(Data supplied Opens)
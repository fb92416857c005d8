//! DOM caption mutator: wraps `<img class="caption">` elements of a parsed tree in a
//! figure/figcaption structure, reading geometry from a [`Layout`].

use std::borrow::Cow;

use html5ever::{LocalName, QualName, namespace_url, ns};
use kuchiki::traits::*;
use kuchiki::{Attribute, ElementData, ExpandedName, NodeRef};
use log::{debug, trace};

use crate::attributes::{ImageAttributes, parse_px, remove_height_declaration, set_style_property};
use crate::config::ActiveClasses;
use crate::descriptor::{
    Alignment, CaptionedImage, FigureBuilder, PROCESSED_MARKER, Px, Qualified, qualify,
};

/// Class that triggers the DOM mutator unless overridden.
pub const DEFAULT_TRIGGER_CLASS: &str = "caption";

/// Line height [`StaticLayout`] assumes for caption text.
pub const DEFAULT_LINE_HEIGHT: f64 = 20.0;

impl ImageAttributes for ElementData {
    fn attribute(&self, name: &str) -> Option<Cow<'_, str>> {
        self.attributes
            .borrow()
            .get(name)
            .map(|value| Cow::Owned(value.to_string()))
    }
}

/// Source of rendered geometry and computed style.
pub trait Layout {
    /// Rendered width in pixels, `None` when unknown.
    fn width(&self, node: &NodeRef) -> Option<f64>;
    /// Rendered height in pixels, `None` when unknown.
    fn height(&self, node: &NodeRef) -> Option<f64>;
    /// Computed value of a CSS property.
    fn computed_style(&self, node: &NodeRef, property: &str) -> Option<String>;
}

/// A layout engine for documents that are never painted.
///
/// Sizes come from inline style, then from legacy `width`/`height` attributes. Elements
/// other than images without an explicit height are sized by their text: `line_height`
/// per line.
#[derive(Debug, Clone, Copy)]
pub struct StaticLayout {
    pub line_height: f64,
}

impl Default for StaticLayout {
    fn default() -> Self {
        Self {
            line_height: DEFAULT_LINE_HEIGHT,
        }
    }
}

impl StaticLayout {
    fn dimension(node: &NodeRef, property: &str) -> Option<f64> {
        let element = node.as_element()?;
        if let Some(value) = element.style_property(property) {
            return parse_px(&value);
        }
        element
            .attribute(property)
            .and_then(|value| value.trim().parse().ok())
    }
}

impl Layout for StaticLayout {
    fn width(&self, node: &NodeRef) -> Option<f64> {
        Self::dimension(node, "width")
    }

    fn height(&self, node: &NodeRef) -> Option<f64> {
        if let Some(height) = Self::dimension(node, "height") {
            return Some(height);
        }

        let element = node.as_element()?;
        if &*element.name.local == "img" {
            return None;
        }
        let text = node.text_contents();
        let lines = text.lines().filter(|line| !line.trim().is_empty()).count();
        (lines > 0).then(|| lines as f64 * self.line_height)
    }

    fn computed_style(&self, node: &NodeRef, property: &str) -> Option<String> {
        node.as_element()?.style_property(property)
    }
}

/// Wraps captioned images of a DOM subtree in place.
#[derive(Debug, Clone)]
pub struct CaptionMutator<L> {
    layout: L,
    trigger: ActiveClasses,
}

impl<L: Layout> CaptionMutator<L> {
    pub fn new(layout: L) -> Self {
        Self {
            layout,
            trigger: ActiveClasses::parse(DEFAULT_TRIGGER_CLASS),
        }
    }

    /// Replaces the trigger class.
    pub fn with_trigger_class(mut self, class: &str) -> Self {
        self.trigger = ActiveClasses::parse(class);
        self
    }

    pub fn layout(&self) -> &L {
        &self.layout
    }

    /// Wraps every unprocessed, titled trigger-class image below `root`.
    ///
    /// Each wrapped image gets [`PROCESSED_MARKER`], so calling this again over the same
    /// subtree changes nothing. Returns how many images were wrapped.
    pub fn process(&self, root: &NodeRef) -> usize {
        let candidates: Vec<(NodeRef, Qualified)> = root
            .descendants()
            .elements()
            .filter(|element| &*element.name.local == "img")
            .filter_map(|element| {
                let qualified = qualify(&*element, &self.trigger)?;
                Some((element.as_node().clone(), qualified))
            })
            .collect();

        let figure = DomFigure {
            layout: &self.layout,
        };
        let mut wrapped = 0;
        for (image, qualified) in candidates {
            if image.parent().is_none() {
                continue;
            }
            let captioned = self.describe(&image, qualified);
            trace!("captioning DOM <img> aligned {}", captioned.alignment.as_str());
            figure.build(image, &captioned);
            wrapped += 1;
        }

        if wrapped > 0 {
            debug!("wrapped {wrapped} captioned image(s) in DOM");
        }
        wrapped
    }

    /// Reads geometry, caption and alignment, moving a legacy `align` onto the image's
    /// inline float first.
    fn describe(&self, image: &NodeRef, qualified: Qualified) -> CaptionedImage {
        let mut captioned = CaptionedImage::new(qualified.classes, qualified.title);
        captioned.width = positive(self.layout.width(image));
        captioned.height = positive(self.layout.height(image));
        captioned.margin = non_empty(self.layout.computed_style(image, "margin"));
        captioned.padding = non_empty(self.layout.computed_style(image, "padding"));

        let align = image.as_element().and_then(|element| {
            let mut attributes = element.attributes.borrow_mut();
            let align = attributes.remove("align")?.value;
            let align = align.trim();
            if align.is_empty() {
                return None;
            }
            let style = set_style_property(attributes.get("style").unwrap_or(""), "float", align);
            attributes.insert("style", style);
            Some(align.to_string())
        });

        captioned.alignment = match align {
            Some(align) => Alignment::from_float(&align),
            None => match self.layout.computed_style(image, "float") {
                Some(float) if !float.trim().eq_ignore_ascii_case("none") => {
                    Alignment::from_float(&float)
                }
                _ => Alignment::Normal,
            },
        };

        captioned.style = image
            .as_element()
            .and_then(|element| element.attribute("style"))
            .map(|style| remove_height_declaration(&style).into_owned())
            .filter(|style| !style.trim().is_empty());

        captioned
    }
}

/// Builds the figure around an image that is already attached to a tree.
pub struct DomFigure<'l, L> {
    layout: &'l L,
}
(Data supplied Closes)
Try it: Repeat the material above in full. Change no word.

Answer area:
repository fb92416857c005d8
//! DOM caption mutator: wraps `<img class="caption">` elements of a parsed tree in a
//! figure/figcaption structure, reading geometry from a [`Layout`].

use std::borrow::Cow;

use html5ever::{LocalName, QualName, namespace_url, ns};
use kuchiki::traits::*;
use kuchiki::{Attribute, ElementData, ExpandedName, NodeRef};
use log::{debug, trace};

use crate::attributes::{ImageAttributes, parse_px, remove_height_declaration, set_style_property};
use crate::config::ActiveClasses;
use crate::descriptor::{
    Alignment, CaptionedImage, FigureBuilder, PROCESSED_MARKER, Px, Qualified, qualify,
};

/// Class that triggers the DOM mutator unless overridden.
pub const DEFAULT_TRIGGER_CLASS: &str = "caption";

/// Line height [`StaticLayout`] assumes for caption text.
pub const DEFAULT_LINE_HEIGHT: f64 = 20.0;

impl ImageAttributes for ElementData {
    fn attribute(&self, name: &str) -> Option<Cow<'_, str>> {
        self.attributes
            .borrow()
            .get(name)
            .map(|value| Cow::Owned(value.to_string()))
    }
}

/// Source of rendered geometry and computed style.
pub trait Layout {
    /// Rendered width in pixels, `None` when unknown.
    fn width(&self, node: &NodeRef) -> Option<f64>;
    /// Rendered height in pixels, `None` when unknown.
    fn height(&self, node: &NodeRef) -> Option<f64>;
    /// Computed value of a CSS property.
    fn computed_style(&self, node: &NodeRef, property: &str) -> Option<String>;
}

/// A layout engine for documents that are never painted.
///
/// Sizes come from inline style, then from legacy `width`/`height` attributes. Elements
/// other than images without an explicit height are sized by their text: `line_height`
/// per line.
#[derive(Debug, Clone, Copy)]
pub struct StaticLayout {
    pub line_height: f64,
}

impl Default for StaticLayout {
    fn default() -> Self {
        Self {
            line_height: DEFAULT_LINE_HEIGHT,
        }
    }
}

impl StaticLayout {
    fn dimension(node: &NodeRef, property: &str) -> Option<f64> {
        let element = node.as_element()?;
        if let Some(value) = element.style_property(property) {
            return parse_px(&value);
        }
        element
            .attribute(property)
            .and_then(|value| value.trim().parse().ok())
    }
}

impl Layout for StaticLayout {
    fn width(&self, node: &NodeRef) -> Option<f64> {
        Self::dimension(node, "width")
    }

    fn height(&self, node: &NodeRef) -> Option<f64> {
        if let Some(height) = Self::dimension(node, "height") {
            return Some(height);
        }

        let element = node.as_element()?;
        if &*element.name.local == "img" {
            return None;
        }
        let text = node.text_contents();
        let lines = text.lines().filter(|line| !line.trim().is_empty()).count();
        (lines > 0).then(|| lines as f64 * self.line_height)
    }

    fn computed_style(&self, node: &NodeRef, property: &str) -> Option<String> {
        node.as_element()?.style_property(property)
    }
}

/// Wraps captioned images of a DOM subtree in place.
#[derive(Debug, Clone)]
pub struct CaptionMutator<L> {
    layout: L,
    trigger: ActiveClasses,
}

impl<L: Layout> CaptionMutator<L> {
    pub fn new(layout: L) -> Self {
        Self {
            layout,
            trigger: ActiveClasses::parse(DEFAULT_TRIGGER_CLASS),
        }
    }

    /// Replaces the trigger class.
    pub fn with_trigger_class(mut self, class: &str) -> Self {
        self.trigger = ActiveClasses::parse(class);
        self
    }

    pub fn layout(&self) -> &L {
        &self.layout
    }

    /// Wraps every unprocessed, titled trigger-class image below `root`.
    ///
    /// Each wrapped image gets [`PROCESSED_MARKER`], so calling this again over the same
    /// subtree changes nothing. Returns how many images were wrapped.
    pub fn process(&self, root: &NodeRef) -> usize {
        let candidates: Vec<(NodeRef, Qualified)> = root
            .descendants()
            .elements()
            .filter(|element| &*element.name.local == "img")
            .filter_map(|element| {
                let qualified = qualify(&*element, &self.trigger)?;
                Some((element.as_node().clone(), qualified))
            })
            .collect();

        let figure = DomFigure {
            layout: &self.layout,
        };
        let mut wrapped = 0;
        for (image, qualified) in candidates {
            if image.parent().is_none() {
                continue;
            }
            let captioned = self.describe(&image, qualified);
            trace!("captioning DOM <img> aligned {}", captioned.alignment.as_str());
            figure.build(image, &captioned);
            wrapped += 1;
        }

        if wrapped > 0 {
            debug!("wrapped {wrapped} captioned image(s) in DOM");
        }
        wrapped
    }

    /// Reads geometry, caption and alignment, moving a legacy `align` onto the image's
    /// inline float first.
    fn describe(&self, image: &NodeRef, qualified: Qualified) -> CaptionedImage {
        let mut captioned = CaptionedImage::new(qualified.classes, qualified.title);
        captioned.width = positive(self.layout.width(image));
        captioned.height = positive(self.layout.height(image));
        captioned.margin = non_empty(self.layout.computed_style(image, "margin"));
        captioned.padding = non_empty(self.layout.computed_style(image, "padding"));

        let align = image.as_element().and_then(|element| {
            let mut attributes = element.attributes.borrow_mut();
            let align = attributes.remove("align")?.value;
            let align = align.trim();
            if align.is_empty() {
                return None;
            }
            let style = set_style_property(attributes.get("style").unwrap_or(""), "float", align);
            attributes.insert("style", style);
            Some(align.to_string())
        });

        captioned.alignment = match align {
            Some(align) => Alignment::from_float(&align),
            None => match self.layout.computed_style(image, "float") {
                Some(float) if !float.trim().eq_ignore_ascii_case("none") => {
                    Alignment::from_float(&float)
                }
                _ => Alignment::Normal,
            },
        };

        captioned.style = image
            .as_element()
            .and_then(|element| element.attribute("style"))
            .map(|style| remove_height_declaration(&style).into_owned())
            .filter(|style| !style.trim().is_empty());

        captioned
    }
}

/// Builds the figure around an image that is already attached to a tree.
pub struct DomFigure<'l, L> {
    layout: &'l L,
}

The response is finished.